▸ **EXTRACTED INFORMATION**
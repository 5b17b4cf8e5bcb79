//! ASCII weekly bar charts for terminal output.
//!
//! This is intentionally "dumb" (fixed-size char grid), optimized for:
//! - quick visual sanity checks in a terminal
//! - deterministic output (helpful for golden tests)
//!
//! Bar fill encodes the distinct-day count of each week, mirroring the
//! shading the TUI chart uses:
//! - `#`: two distribution days in the week
//! - `+`: a single distribution day
//! - gap weeks stay empty but keep their slot on the axis

use crate::domain::{Metric, WeeklyAggregate};

/// Render the weekly series as a bar chart.
pub fn render_weekly_bars(
    weekly: &[WeeklyAggregate],
    metric: Metric,
    width: usize,
    height: usize,
) -> String {
    let Some((first, last)) = weekly.first().zip(weekly.last()) else {
        return format!("Grafico: {} | nessuna settimana\n", metric.display_name());
    };

    let width = width.max(10);
    let height = height.max(4);

    let n = weekly.len();
    let bar_w = (width / n).max(1);
    let plot_w = bar_w * n;
    // Bars keep a one-column gap when there is room for it.
    let fill_w = if bar_w >= 2 { bar_w - 1 } else { 1 };

    let max = weekly
        .iter()
        .map(|agg| agg.metric(metric))
        .fold(0.0_f64, f64::max);

    let mut grid = vec![vec![' '; plot_w]; height];
    for (i, agg) in weekly.iter().enumerate() {
        let value = agg.metric(metric);
        let rows = bar_rows(value, max, height);
        if rows == 0 {
            continue;
        }
        let ch = if agg.distinct_days >= 2 { '#' } else { '+' };
        for level in 1..=rows {
            let row = height - level;
            for col in 0..fill_w {
                grid[row][i * bar_w + col] = ch;
            }
        }
    }

    let mut out = String::new();
    out.push_str(&format!(
        "Grafico: {} | settimane=[{}, {}] | max={max:.2}\n",
        metric.display_name(),
        first.week,
        last.week,
    ));

    for row in grid {
        out.push_str(&row.into_iter().collect::<String>());
        out.push('\n');
    }

    out.push_str(&"-".repeat(plot_w));
    out.push('\n');
    out.push_str(&week_labels(weekly, bar_w, plot_w));
    out.push('\n');
    out.push_str("# 2 giorni  + 1 giorno\n");

    out
}

/// Bar height in rows. Nonzero values always get at least one row so thin
/// weeks don't vanish from the chart.
fn bar_rows(value: f64, max: f64, height: usize) -> usize {
    if !(value > 0.0) || !(max > 0.0) {
        return 0;
    }
    let rows = (value / max * height as f64).round() as usize;
    rows.clamp(1, height)
}

/// X-axis labels (`S02`, `S04`, ...), thinned so they never collide.
fn week_labels(weekly: &[WeeklyAggregate], bar_w: usize, plot_w: usize) -> String {
    let mut row = vec![' '; plot_w];
    let stride = 2.max(4_usize.div_ceil(bar_w));

    for (i, agg) in weekly.iter().enumerate() {
        if i % stride != 0 {
            continue;
        }
        let label = format!("S{:02}", agg.week);
        let start = i * bar_w;
        if start + label.len() > plot_w {
            break;
        }
        for (offset, ch) in label.chars().enumerate() {
            row[start + offset] = ch;
        }
    }

    row.into_iter().collect()
}

#[cfg(test)]
mod tests {
    use super::*;

    fn agg(week: u32, total: f64, days: u8) -> WeeklyAggregate {
        WeeklyAggregate {
            week,
            total_weight: total,
            weight_per_part: total / 10.0,
            distinct_days: days,
        }
    }

    #[test]
    fn bars_golden_snapshot_small() {
        let weekly = vec![agg(2, 10.0, 2), agg(3, 0.0, 0), agg(4, 5.0, 1)];
        let txt = render_weekly_bars(&weekly, Metric::TotalWeight, 12, 4);
        let expected = concat!(
            "Grafico: peso totale (kg) | settimane=[2, 4] | max=10.00\n",
            "###         \n",
            "###         \n",
            "###     +++ \n",
            "###     +++ \n",
            "------------\n",
            "S02     S04 \n",
            "# 2 giorni  + 1 giorno\n",
        );
        assert_eq!(txt, expected);
    }

    #[test]
    fn empty_series_renders_a_placeholder() {
        let txt = render_weekly_bars(&[], Metric::TotalWeight, 40, 10);
        assert_eq!(txt, "Grafico: peso totale (kg) | nessuna settimana\n");
    }

    #[test]
    fn all_zero_series_renders_an_empty_grid() {
        let weekly = vec![agg(2, 0.0, 0), agg(3, 0.0, 0)];
        let txt = render_weekly_bars(&weekly, Metric::TotalWeight, 10, 4);
        assert!(txt.contains("max=0.00"));
        assert!(!txt.contains('#'));
        assert!(!txt.contains('+'));
    }

    #[test]
    fn tiny_nonzero_bars_keep_one_row() {
        let weekly = vec![agg(2, 100.0, 2), agg(3, 0.1, 1)];
        let txt = render_weekly_bars(&weekly, Metric::TotalWeight, 10, 6);
        // The 0.1 bar would round to zero rows; it must still show up.
        assert!(txt.contains('+'));
    }

    #[test]
    fn metric_switch_changes_the_header() {
        let weekly = vec![agg(2, 10.0, 2)];
        let txt = render_weekly_bars(&weekly, Metric::WeightPerPart, 10, 4);
        assert!(txt.starts_with("Grafico: peso per parte (kg)"));
        assert!(txt.contains("max=1.00"));
    }
}
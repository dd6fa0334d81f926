/// Error types for the mmdbmerge library
use std::fmt;

use crate::mmdb::MmdbError;

/// Result type alias for merge operations
pub type Result<T> = std::result::Result<T, MergeError>;

/// Main error type for merge operations
///
/// Variants follow the failure classes of the engine: configuration
/// problems surface before any iteration begins, everything else aborts
/// the merge on first occurrence.
#[derive(Debug, Clone, PartialEq, Eq)]
pub enum MergeError {
    /// Configuration errors (unknown database reference, bad path
    /// segment, mixed IP versions)
    Config(String),

    /// I/O errors
    Io(String),

    /// MMDB format or record decode errors
    Format(String),

    /// Path navigation errors (segment kind mismatched to node kind)
    Path(String),

    /// Two columns target the same output path with incompatible shapes
    FieldConflict(String),

    /// The merge was cancelled by the caller
    Cancelled,
}

impl fmt::Display for MergeError {
    fn fmt(&self, f: &mut fmt::Formatter<'_>) -> fmt::Result {
        match self {
            MergeError::Config(msg) => write!(f, "configuration error: {}", msg),
            MergeError::Io(msg) => write!(f, "I/O error: {}", msg),
            MergeError::Format(msg) => write!(f, "format error: {}", msg),
            MergeError::Path(msg) => write!(f, "path error: {}", msg),
            MergeError::FieldConflict(msg) => write!(f, "field conflict: {}", msg),
            MergeError::Cancelled => write!(f, "merge cancelled"),
        }
    }
}

impl std::error::Error for MergeError {}

impl From<std::io::Error> for MergeError {
    fn from(err: std::io::Error) -> Self {
        MergeError::Io(err.to_string())
    }
}

impl From<MmdbError> for MergeError {
    fn from(err: MmdbError) -> Self {
        MergeError::Format(err.to_string())
    }
}

impl From<csv::Error> for MergeError {
    fn from(err: csv::Error) -> Self {
        MergeError::Io(err.to_string())
    }
}
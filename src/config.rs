//! Merge Configuration
//!
//! The configuration drives everything: which databases to open, which
//! column values to extract from their records, and where the merged
//! output goes. Files are JSON and deserialised with serde; the
//! structural checks that do not need open readers happen at load time.

use std::collections::HashMap;
use std::path::PathBuf;

use serde::Deserialize;

use crate::error::{MergeError, Result};
use crate::path::Path;

/// Top-level configuration
#[derive(Debug, Clone, Deserialize)]
pub struct Config {
    /// Input databases
    pub databases: Vec<Database>,
    /// Output columns in declaration order
    pub columns: Vec<Column>,
    /// Output destination and format
    pub output: Output,
    /// Network rendering columns, forwarded to sinks
    #[serde(default)]
    pub network: NetworkSection,
}

/// One input database
#[derive(Debug, Clone, Deserialize)]
pub struct Database {
    /// Name columns refer to this database by
    pub name: String,
    /// Filesystem path of the MMDB file
    pub path: PathBuf,
    /// Priority, surfaced to writers but not used by the engine
    #[serde(default)]
    pub priority: i32,
}

/// One output column
#[derive(Debug, Clone, Deserialize)]
pub struct Column {
    /// Column name
    pub name: String,
    /// Name of the database the value comes from
    pub database: String,
    /// Path of the value inside the source record; empty means the whole
    /// record
    #[serde(default)]
    pub path: Vec<serde_json::Value>,
    /// Placement inside the nested output record (MMDB output only);
    /// defaults to the column name at the root
    #[serde(default)]
    pub output_path: Option<Vec<serde_json::Value>>,
}

/// Output destination
#[derive(Debug, Clone, Deserialize)]
pub struct Output {
    /// Output format
    pub format: OutputFormat,
    /// Output file path
    pub file: PathBuf,
    /// Emit rows whose every column is missing (default false)
    #[serde(default)]
    pub include_empty_rows: Option<bool>,
    /// MMDB-specific output settings, required when format is mmdb
    #[serde(default)]
    pub mmdb: Option<MmdbOutput>,
}

/// Supported output formats
#[derive(Debug, Clone, Copy, PartialEq, Eq, Deserialize)]
#[serde(rename_all = "lowercase")]
pub enum OutputFormat {
    /// Comma-separated values, one row per CIDR
    Csv,
    /// A new MMDB database
    Mmdb,
}

/// MMDB output settings
#[derive(Debug, Clone, Deserialize)]
pub struct MmdbOutput {
    /// Database type string written to the metadata
    pub database_type: String,
    /// Description per language code
    #[serde(default)]
    pub description: HashMap<String, String>,
    /// Locale codes written to the metadata
    #[serde(default)]
    pub languages: Vec<String>,
    /// Search tree record size in bits: 24, 28, or 32 (default 28)
    #[serde(default)]
    pub record_size: Option<u16>,
    /// Keep rows that fall inside reserved networks (default false)
    #[serde(default)]
    pub include_reserved_networks: Option<bool>,
}

/// Network rendering section
#[derive(Debug, Clone, Default, Deserialize)]
pub struct NetworkSection {
    /// Columns describing how each row's network is rendered
    #[serde(default)]
    pub columns: Vec<NetworkColumn>,
}

/// One network rendering column
#[derive(Debug, Clone, Deserialize)]
pub struct NetworkColumn {
    /// Column name in the output
    pub name: String,
    /// What to render for each row's network
    pub kind: NetworkColumnKind,
}

/// Network renderings available to sinks
#[derive(Debug, Clone, Copy, PartialEq, Eq, Deserialize)]
#[serde(rename_all = "snake_case")]
pub enum NetworkColumnKind {
    /// The CIDR, e.g. "10.0.0.0/24"
    Cidr,
    /// First address of the network
    StartIp,
    /// Last address of the network
    EndIp,
    /// First address as a decimal integer
    StartInt,
    /// Last address as a decimal integer
    EndInt,
}

impl Config {
    /// Load and validate a configuration file
    pub fn load(path: &std::path::Path) -> Result<Self> {
        let text = std::fs::read_to_string(path).map_err(|e| {
            MergeError::Io(format!("reading config file '{}': {}", path.display(), e))
        })?;
        let config: Config = serde_json::from_str(&text)
            .map_err(|e| MergeError::Config(format!("parsing '{}': {}", path.display(), e)))?;
        config.validate()?;
        Ok(config)
    }

    /// Structural validation that needs no open readers
    pub fn validate(&self) -> Result<()> {
        if self.databases.is_empty() {
            return Err(MergeError::Config("no databases configured".to_string()));
        }
        if self.columns.is_empty() {
            return Err(MergeError::Config("no columns configured".to_string()));
        }

        let mut names = std::collections::HashSet::new();
        for db in &self.databases {
            if !names.insert(db.name.as_str()) {
                return Err(MergeError::Config(format!(
                    "duplicate database name '{}'",
                    db.name
                )));
            }
        }

        for column in &self.columns {
            if !names.contains(column.database.as_str()) {
                return Err(MergeError::Config(format!(
                    "database '{}' not found for column '{}'",
                    column.database, column.name
                )));
            }
            Path::from_config(&column.path).map_err(|e| {
                MergeError::Config(format!("normalizing path for column '{}': {}", column.name, e))
            })?;
            if let Some(output_path) = &column.output_path {
                Path::from_config(output_path).map_err(|e| {
                    MergeError::Config(format!(
                        "normalizing output path for column '{}': {}",
                        column.name, e
                    ))
                })?;
            }
        }

        if self.output.format == OutputFormat::Mmdb {
            let mmdb = self.output.mmdb.as_ref().ok_or_else(|| {
                MergeError::Config("mmdb output requires an output.mmdb section".to_string())
            })?;
            if let Some(bits) = mmdb.record_size {
                if !matches!(bits, 24 | 28 | 32) {
                    return Err(MergeError::Config(format!(
                        "record_size must be 24, 28, or 32, got {}",
                        bits
                    )));
                }
            }
        }

        Ok(())
    }

    /// Whether rows with no column data are emitted
    pub fn include_empty_rows(&self) -> bool {
        self.output.include_empty_rows.unwrap_or(false)
    }
}

#[cfg(test)]
mod tests {
    use super::*;
    use serde_json::json;

    fn base_config() -> serde_json::Value {
        json!({
            "databases": [
                {"name": "city", "path": "/tmp/city.mmdb", "priority": 1}
            ],
            "columns": [
                {"name": "iso", "database": "city", "path": ["country", "iso_code"]}
            ],
            "output": {"format": "csv", "file": "/tmp/out.csv"},
            "network": {"columns": [{"name": "network", "kind": "cidr"}]}
        })
    }

    fn parse(value: serde_json::Value) -> Result<Config> {
        let config: Config = serde_json::from_value(value)
            .map_err(|e| MergeError::Config(e.to_string()))?;
        config.validate()?;
        Ok(config)
    }

    #[test]
    fn test_parse_valid_config() {
        let config = parse(base_config()).unwrap();
        assert_eq!(config.databases.len(), 1);
        assert_eq!(config.columns[0].name, "iso");
        assert_eq!(config.output.format, OutputFormat::Csv);
        assert_eq!(config.network.columns[0].kind, NetworkColumnKind::Cidr);
        assert!(!config.include_empty_rows());
    }

    #[test]
    fn test_unknown_database_rejected() {
        let mut value = base_config();
        value["columns"][0]["database"] = json!("asn");
        let err = parse(value).unwrap_err();
        assert!(err.to_string().contains("asn"));
    }

    #[test]
    fn test_bad_path_segment_rejected() {
        let mut value = base_config();
        value["columns"][0]["path"] = json!([true]);
        assert!(parse(value).is_err());
    }

    #[test]
    fn test_mmdb_requires_section() {
        let mut value = base_config();
        value["output"] = json!({"format": "mmdb", "file": "/tmp/out.mmdb"});
        let err = parse(value).unwrap_err();
        assert!(err.to_string().contains("output.mmdb"));
    }

    #[test]
    fn test_bad_record_size_rejected() {
        let mut value = base_config();
        value["output"] = json!({
            "format": "mmdb",
            "file": "/tmp/out.mmdb",
            "mmdb": {"database_type": "Test", "record_size": 26}
        });
        assert!(parse(value).is_err());
    }

    #[test]
    fn test_unsupported_format_rejected() {
        let mut value = base_config();
        value["output"]["format"] = json!("parquet");
        assert!(parse(value).is_err());
    }

    #[test]
    fn test_duplicate_database_rejected() {
        let mut value = base_config();
        value["databases"] = json!([
            {"name": "city", "path": "/a.mmdb"},
            {"name": "city", "path": "/b.mmdb"}
        ]);
        assert!(parse(value).is_err());
    }
}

▸ **INSTRUCTIONS FOR THE TASK**
Lines of the listing above that include the string "address" should each be copied.

▸ **RESULT OF THE TASK**
    /// First address of the network
    /// Last address of the network
    /// First address as a decimal integer
    /// Last address as a decimal integer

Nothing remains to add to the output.